The determination of whether a state court has in personam jurisdiction over a nonresident requires a two-step analysis. First, the court must look to the words of the forum state's long-arm statute or applicable civil rule to determine whether jurisdiction lies under the facts of a given case. Second, if the long-arm statute or civil rule authorizes the exercise of personal jurisdiction, then the court must decide whether the actual assertion of such jurisdiction would violate due process of law. Goldstein v. Christiansen (1994), 70 Ohio St.3d 232, 235; U.S. Sprint Communications Co. Ltd. Partnership v. Mr. K's Foods, Inc. (1994), 68 Ohio St.3d 181, 183-184; Kentucky Oaks Mall Co. v. Mitchell's Formal Wear, Inc. (1990), 53 Ohio St.3d 73, 75; Fallang v. Hickey (1988), 40 Ohio St.3d 106, 107.

Under this bipartite framework, the Due Process Clause establishes the outer parameters beyond which the exercise of personal jurisdiction by a state court is constitutionally impermissible. In turn, the state's long-arm statute or applicable civil rule provides the actual basis upon which the exercise of in personam jurisdiction is authorized by state law.

The question of whether the assertion of personal jurisdiction comports with the due process requirements of the Fourteenth Amendment is governed by federal law. By contrast, the interpretation of a long-arm statute or equivalent civil rule is a matter that must be determined through an application of the forum state's law.

Ordinarily, the judgment of a sister state is entitled to full faith and credit in Ohio. Litsinger Sign Co. v. American Sign Co. (1967), 11 Ohio St.2d 1, 4; Section 1, Article IV, United States Constitution ("Full Faith and Credit shall be given in each State to the public Acts, Records, and judicial Proceedings of every other State."). However, a judgment from a sister state is subject to collateral attack in Ohio if there was no subject matter or personal jurisdiction to render the judgment under the sister state's internal law or if the assertion of jurisdiction over the defendant violated the Due Process Clause. Litsinger Sign, 11 Ohio St.2d at 4. See, also, Speyer v. Continental Sports Cars, Inc. (1986), 34 Ohio App.3d 272, 274.

In the case sub judice, appellant commenced the litigation against Gran Turismo and Fidanza in Missouri, thereby making it the forum state. Recognizing this, the trial court in Ohio looked to the language of the Missouri long-arm statute as required by the first step in the personal jurisdiction analysis. Missouri has a standard "enumerated act" long-arm statute. Mo.Rev.Stat. 506.500 provides in part:

"1. Any person or firm, whether or not a citizen or resident of this state, or any corporation, who in person or through an agent does any of the acts enumerated in this section, thereby submits such person, firm, or corporation, and, if an individual, his personal representative, to the jurisdiction of the courts of this state as to any cause of action arising from the doing of any of such acts:

"(1) The transaction of any business within this state;

"(2) The making of any contract within this state;

"(3) The commission of a tortious act within this state[.]"
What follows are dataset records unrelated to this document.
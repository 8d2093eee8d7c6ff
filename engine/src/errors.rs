//! Error types for the body metrics engine

use thiserror::Error;

/// Errors raised while computing a result record
#[derive(Error, Debug, Clone, PartialEq)]
pub enum CalcError {
    #[error("Invalid number for {field}: {value:?}")]
    InvalidNumber { field: &'static str, value: String },

    #[error("Computation produced a non-finite {quantity}")]
    NonFinite { quantity: &'static str },

    #[error("Computation produced an out of range {quantity}")]
    OutOfRange { quantity: &'static str },

    #[error("Calorie deficit must be positive, got {0}")]
    NonPositiveDeficit(i64),

    #[error("Diet completion date is out of range ({0} days ahead)")]
    DateOutOfRange(i64),
}

impl CalcError {
    pub(crate) fn invalid_number(field: &'static str, value: &str) -> Self {
        CalcError::InvalidNumber {
            field,
            value: value.to_string(),
        }
    }
}

/// Reject NaN and infinities before they reach the result record
pub(crate) fn ensure_finite(quantity: &'static str, value: f64) -> Result<f64, CalcError> {
    if value.is_finite() {
        Ok(value)
    } else {
        Err(CalcError::NonFinite { quantity })
    }
}

/// Largest integer an f64 still holds exactly
const MAX_EXACT_INTEGER: f64 = 9_007_199_254_740_991.0;

/// Round to the nearest integer, rejecting values an `i64` cannot carry exactly
pub(crate) fn round_to_i64(quantity: &'static str, value: f64) -> Result<i64, CalcError> {
    let rounded = ensure_finite(quantity, value)?.round();
    if rounded.abs() > MAX_EXACT_INTEGER {
        return Err(CalcError::OutOfRange { quantity });
    }
    Ok(rounded as i64)
}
Upon examining the instant facts, the trial court ruled that the exercise of personal jurisdiction by the Missouri court was in fact authorized under Mo.Rev.Stat. 506.500 as that statute has been interpreted by relevant state case law. Neither side disputes this holding on appeal. Thus, we will assume arguendo that the conduct of Gran Turismo and Fidanza fell within the scope of the Missouri long-arm statute, thereby allowing us to proceed to the mandatory second step of the personal jurisdiction analysis.

In this stage, we must ascertain whether the Missouri court's invocation of in personam jurisdiction over Gran Turismo and Fidanza comported with due process of law. Any discussion of personal jurisdiction in the constitutional context must always begin with the landmark decision of the United States Supreme Court in International Shoe Co. v. Washington (1945), 326 U.S. 310.

The Court in International Shoe for the first time endorsed the idea that a state court could assert jurisdiction over an out-of-state defendant as long as the defendant had minimum contacts with the forum state:

"[D]ue process requires only that in order to subject a defendant to a judgment in personam, if he be not present within the territory of the forum, he have certain minimum contacts with it such that the maintenance of the suit does not offend `traditional notions of fair play and substantial justice.'" International Shoe, 326 U.S. at 316, quoting Milliken v. Meyer (1940), 311 U.S. 457, 463.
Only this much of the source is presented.